Discovery of an Internal Alkyne Warhead Scaffold for Irreversible hTG2 Inhibition

Abstract

Human tissue transglutaminase (hTG2) is a multifunctional enzyme with both protein cross-linking and G-protein activity. Dysregulation of these functions has been implicated in diseases such as celiac disease and cancer, prompting the development of hTG2 inhibitors, many of which act covalently via a pendant electrophilic warhead. Most small molecule hTG2 inhibitors to date feature terminal, sterically minimal warheads, based on the assumption that bulkier electrophiles impair binding and reactivity. Here, we report structure-activity relationships (SAR) of a novel internal alkynyl warhead scaffold for irreversible inhibition of hTG2. This series includes one of the most potent non-peptidic hTG2 inhibitors reported to date.

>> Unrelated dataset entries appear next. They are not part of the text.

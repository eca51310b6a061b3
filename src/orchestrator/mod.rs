//! Build session state machine.
//!
//! An `Orchestrator` owns one `BuildSession` and drives it through
//! `idle → planning → executing → (reviewing) → testing → deploying → done`.
//! It is the only writer of that session; everything else observes it through
//! a cloned [`OrchestratorHandle`] or the event stream.
//!
//! `Orchestrator::run` never returns an error and never unwinds. Whatever
//! happens inside the phase sequence (errors, panics, cancellation) the
//! session ends in `done`.

mod context;
mod execute;
mod git;
pub mod plan;
mod tokens;
mod workspace;

pub use context::cap_summary;
pub use git::GitTracker;
pub use plan::{Plan, Planner, StaticPlanner, ValidatedPlan};
pub use tokens::{AgentUsage, TokenTracker};
pub use workspace::Workspace;

use crate::config::NuggetToml;
use crate::dag::{ExecutionSummary, ExecutionTimer};
use crate::deploy::{Deployer, DryRunDeployer};
use crate::errors::{BuildError, BuildResult};
use crate::events::EventSink;
use crate::feedback::{FeedbackLoopTracker, MeetingRegistry};
use crate::gates::{GateDecision, GateRegistry, QuestionRegistry};
use crate::phases::{
    DeployPhase, NoopTestRunner, Phase, PhaseContext, PhaseOutcome, TestPhase, TestReport,
    TestRunner,
};
use crate::session_store::SessionHandle;
use crate::worker::{DryRunWorker, TaskWorker};
use futures::FutureExt;
use nugget_common::{
    AgentStatus, BuildEvent, BuildSession, BuildSpec, CommitInfo, DeployManifest, FeedbackLoop,
    SessionState,
};
use parking_lot::Mutex;
use serde_json::Value;
use std::any::Any;
use std::collections::HashMap;
use std::panic::AssertUnwindSafe;
use std::sync::Arc;
use tokio_util::sync::CancellationToken;
use tracing::{error, info, warn};

/// External capabilities the orchestrator drives.
#[derive(Clone)]
pub struct Collaborators {
    pub planner: Arc<dyn Planner>,
    pub worker: Arc<dyn TaskWorker>,
    pub test_runner: Arc<dyn TestRunner>,
    pub deployer: Arc<dyn Deployer>,
}

impl Collaborators {
    /// Serve `plan` and succeed at everything without doing any work.
    pub fn dry_run(plan: Plan, manifests: HashMap<String, DeployManifest>) -> Self {
        Self {
            planner: Arc::new(StaticPlanner::new(plan)),
            worker: Arc::new(DryRunWorker),
            test_runner: Arc::new(NoopTestRunner),
            deployer: Arc::new(DryRunDeployer { manifests }),
        }
    }
}

/// How a run ended. The session is `done` in every case.
#[derive(Debug, Clone, PartialEq)]
pub enum RunOutcome {
    Completed(ExecutionSummary),
    /// An `error` event carrying `message` was emitted
    Failed { message: String },
    Cancelled,
}

/// State reachable from both the running orchestrator and its handles.
#[derive(Debug)]
struct Shared {
    gates: GateRegistry,
    questions: QuestionRegistry,
    cancel: CancellationToken,
    test_report: Mutex<Option<TestReport>>,
    tokens: Mutex<TokenTracker>,
    feedback: Mutex<Vec<FeedbackLoop>>,
    commits: Mutex<Vec<CommitInfo>>,
}

/// Inbound command surface of a running session.
#[derive(Clone, Debug)]
pub struct OrchestratorHandle {
    session: SessionHandle,
    shared: Arc<Shared>,
}

impl OrchestratorHandle {
    /// Resolve the gate the build is blocked on.
    pub fn respond_to_gate(&self, gate_id: &str, decision: GateDecision) -> BuildResult<()> {
        info!(gate_id, approved = decision.is_approved(), "Gate response");
        self.shared.gates.resolve(gate_id, decision)
    }

    /// Deliver answers to a question a worker asked for `task_id`.
    pub fn respond_to_question(&self, task_id: &str, answers: Value) -> BuildResult<()> {
        self.shared.questions.resolve(task_id, answers)
    }

    /// Request cancellation. Safe to call any number of times.
    pub fn cancel(&self) {
        if !self.shared.cancel.is_cancelled() {
            info!(session_id = %self.session.id(), "Cancelling build");
            self.shared.cancel.cancel();
        }
    }

    pub fn is_cancelled(&self) -> bool {
        self.shared.cancel.is_cancelled()
    }

    pub fn pending_gates(&self) -> Vec<String> {
        self.shared.gates.pending()
    }

    pub fn pending_questions(&self) -> Vec<String> {
        self.shared.questions.pending()
    }

    pub fn test_results(&self) -> Option<TestReport> {
        self.shared.test_report.lock().clone()
    }

    pub fn token_usage(&self) -> TokenTracker {
        self.shared.tokens.lock().clone()
    }

    /// Commits made after completed tasks, oldest first.
    pub fn commits(&self) -> Vec<CommitInfo> {
        self.shared.commits.lock().clone()
    }

    /// Feedback loops of the last finished run.
    pub fn feedback_history(&self) -> Vec<FeedbackLoop> {
        self.shared.feedback.lock().clone()
    }

    pub fn session(&self) -> BuildSession {
        self.session.snapshot()
    }
}

pub struct Orchestrator {
    session: SessionHandle,
    config: NuggetToml,
    events: EventSink,
    collaborators: Collaborators,
    manifests: HashMap<String, DeployManifest>,
    tracker: FeedbackLoopTracker,
    shared: Arc<Shared>,
}

impl Orchestrator {
    pub fn new(
        session: SessionHandle,
        config: NuggetToml,
        events: EventSink,
        collaborators: Collaborators,
    ) -> Self {
        let meetings = Arc::new(MeetingRegistry::with_defaults());
        let tracker = FeedbackLoopTracker::new(events.clone(), meetings)
            .with_max_attempts(config.max_attempts());
        Self {
            session,
            config,
            events,
            collaborators,
            manifests: HashMap::new(),
            tracker,
            shared: Arc::new(Shared {
                gates: GateRegistry::gates(),
                questions: QuestionRegistry::questions(),
                cancel: CancellationToken::new(),
                test_report: Mutex::new(None),
                tokens: Mutex::new(TokenTracker::new()),
                feedback: Mutex::new(Vec::new()),
                commits: Mutex::new(Vec::new()),
            }),
        }
    }

    /// Registered manifests, keyed by plugin id, for units without their own.
    pub fn with_manifests(mut self, manifests: HashMap<String, DeployManifest>) -> Self {
        self.manifests = manifests;
        self
    }

    pub fn with_meetings(mut self, meetings: Arc<MeetingRegistry>) -> Self {
        self.tracker = FeedbackLoopTracker::new(self.events.clone(), meetings)
            .with_max_attempts(self.config.max_attempts());
        self
    }

    pub fn handle(&self) -> OrchestratorHandle {
        OrchestratorHandle {
            session: self.session.clone(),
            shared: Arc::clone(&self.shared),
        }
    }

    /// Run the whole build. Always leaves the session in `done`.
    pub async fn run(mut self, spec: BuildSpec) -> RunOutcome {
        let session_id = self.session.id();
        info!(session_id = %session_id, goal = %spec.project.goal, "Build started");

        let result = AssertUnwindSafe(self.run_phases(spec)).catch_unwind().await;

        let outcome = match result {
            _ if self.shared.cancel.is_cancelled() => {
                info!(session_id = %session_id, "Build cancelled");
                RunOutcome::Cancelled
            }
            Ok(Ok(summary)) => {
                info!(session_id = %session_id, summary = %summary.describe(), "Build finished");
                RunOutcome::Completed(summary)
            }
            Ok(Err(e)) => {
                let message = e.to_string();
                error!(session_id = %session_id, error = %message, "Build failed");
                self.events.emit(BuildEvent::error(message.clone(), false));
                RunOutcome::Failed { message }
            }
            Err(panic) => {
                let message = format!("Internal error: {}", panic_message(panic.as_ref()));
                error!(session_id = %session_id, error = %message, "Build panicked");
                self.events.emit(BuildEvent::error(message.clone(), false));
                RunOutcome::Failed { message }
            }
        };

        self.finish();
        outcome
    }

    async fn run_phases(&mut self, spec: BuildSpec) -> BuildResult<ExecutionSummary> {
        let timer = ExecutionTimer::start();
        self.session.update(|s| s.spec = Some(spec.clone()));

        let workspace = Workspace::new(self.config.workspace_root().join(self.session.id()));
        if let Err(e) = workspace.prepare() {
            warn!(error = %e, "Workspace setup failed; workers get an incomplete layout");
        }
        let git = if self.config.orchestrator.git_commits {
            GitTracker::init(workspace.root(), &spec.project.goal)
                .inspect_err(|e| warn!(error = %e, "Git unavailable; continuing without history"))
                .ok()
        } else {
            None
        };

        let plan = self.plan(&spec).await?;
        let state = self
            .execute(&spec, &workspace, git.as_ref(), plan.dag)
            .await?;

        if spec.workflow.review_enabled {
            self.review_gate(state.done_count()).await?;
        }

        let ctx = PhaseContext {
            session: self.session.clone(),
            events: self.events.clone(),
            working_dir: workspace.root().to_path_buf(),
            cancel: self.shared.cancel.clone(),
            gates: self.shared.gates.clone(),
        };

        let test = Phase::Test(TestPhase::new(Arc::clone(&self.collaborators.test_runner)));
        if let PhaseOutcome::Tested(report) = test.execute(&ctx).await? {
            *self.shared.test_report.lock() = Some(report);
        }

        if spec.wants_deploy() {
            let deploy = Phase::Deploy(DeployPhase::new(
                Arc::clone(&self.collaborators.deployer),
                self.manifests.clone(),
                spec.clone(),
            ));
            deploy.execute(&ctx).await?;
        }

        let total = self.session.snapshot().tasks.len();
        let summary = state.summary(total, timer.elapsed());
        self.session.update(|s| {
            for agent in &mut s.agents {
                agent.status = AgentStatus::Done;
            }
        });
        self.events.emit(BuildEvent::SessionComplete {
            summary: summary.describe(),
        });
        Ok(summary)
    }

    async fn plan(&self, spec: &BuildSpec) -> BuildResult<ValidatedPlan> {
        self.session.update(|s| s.state = SessionState::Planning);
        self.events.emit(BuildEvent::PlanningStarted);

        let cancel = &self.shared.cancel;
        let plan = tokio::select! {
            _ = cancel.cancelled() => return Err(BuildError::Cancelled),
            plan = self.collaborators.planner.plan(spec, cancel.child_token()) => plan?,
        };

        let validated = plan.validate(&self.config.limits)?;
        info!(
            tasks = validated.tasks.len(),
            agents = validated.agents.len(),
            "Plan ready"
        );
        self.session.update(|s| {
            s.tasks = validated.tasks.clone();
            s.agents = validated.agents.clone();
        });
        self.events.emit(BuildEvent::PlanReady {
            tasks: validated.tasks.clone(),
            agents: validated.agents.clone(),
            explanation: validated.explanation.clone(),
        });
        Ok(validated)
    }

    async fn review_gate(&self, done: usize) -> BuildResult<()> {
        self.session.update(|s| s.state = SessionState::Reviewing);
        let decision = self
            .wait_gate(
                "review",
                "",
                "Your nugget is built. Want to review it before testing?",
                format!("{} task(s) completed", done),
            )
            .await?;
        if !decision.is_approved() {
            return Err(BuildError::Execution {
                task_id: "review".into(),
                message: decision.feedback().unwrap_or("Review rejected").to_string(),
            });
        }
        Ok(())
    }

    /// Emit `human_gate` and block until it is answered or the build is cancelled.
    async fn wait_gate(
        &self,
        gate_id: &str,
        task_id: &str,
        question: &str,
        context: String,
    ) -> BuildResult<GateDecision> {
        let waiter = self.shared.gates.open(gate_id);
        info!(gate_id, "Waiting on human gate");
        self.events.emit(BuildEvent::HumanGate {
            gate_id: gate_id.to_string(),
            task_id: task_id.to_string(),
            question: question.to_string(),
            context,
        });
        waiter.wait(&self.shared.cancel).await
    }

    fn finish(&mut self) {
        *self.shared.feedback.lock() = self.tracker.loops().to_vec();
        self.tracker.reset();
        self.shared.gates.clear();
        self.shared.questions.clear();
        self.session.update(|s| s.state = SessionState::Done);
    }
}

fn panic_message(payload: &(dyn Any + Send)) -> String {
    if let Some(s) = payload.downcast_ref::<&str>() {
        s.to_string()
    } else if let Some(s) = payload.downcast_ref::<String>() {
        s.clone()
    } else {
        "unknown panic".to_string()
    }
}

We demonstrate that this scaffold not only inhibits transamidase activity but also abolishes GTP binding, while exhibiting excellent isozyme selectivity. In addition, we investigate the tunability and stability of this warhead, providing insights into its broader applicability. Through detailed kinetic analysis, this study establishes a new scaffold for irreversible hTG2 inhibition and expands the design principles for covalent warheads beyond traditional terminal systems.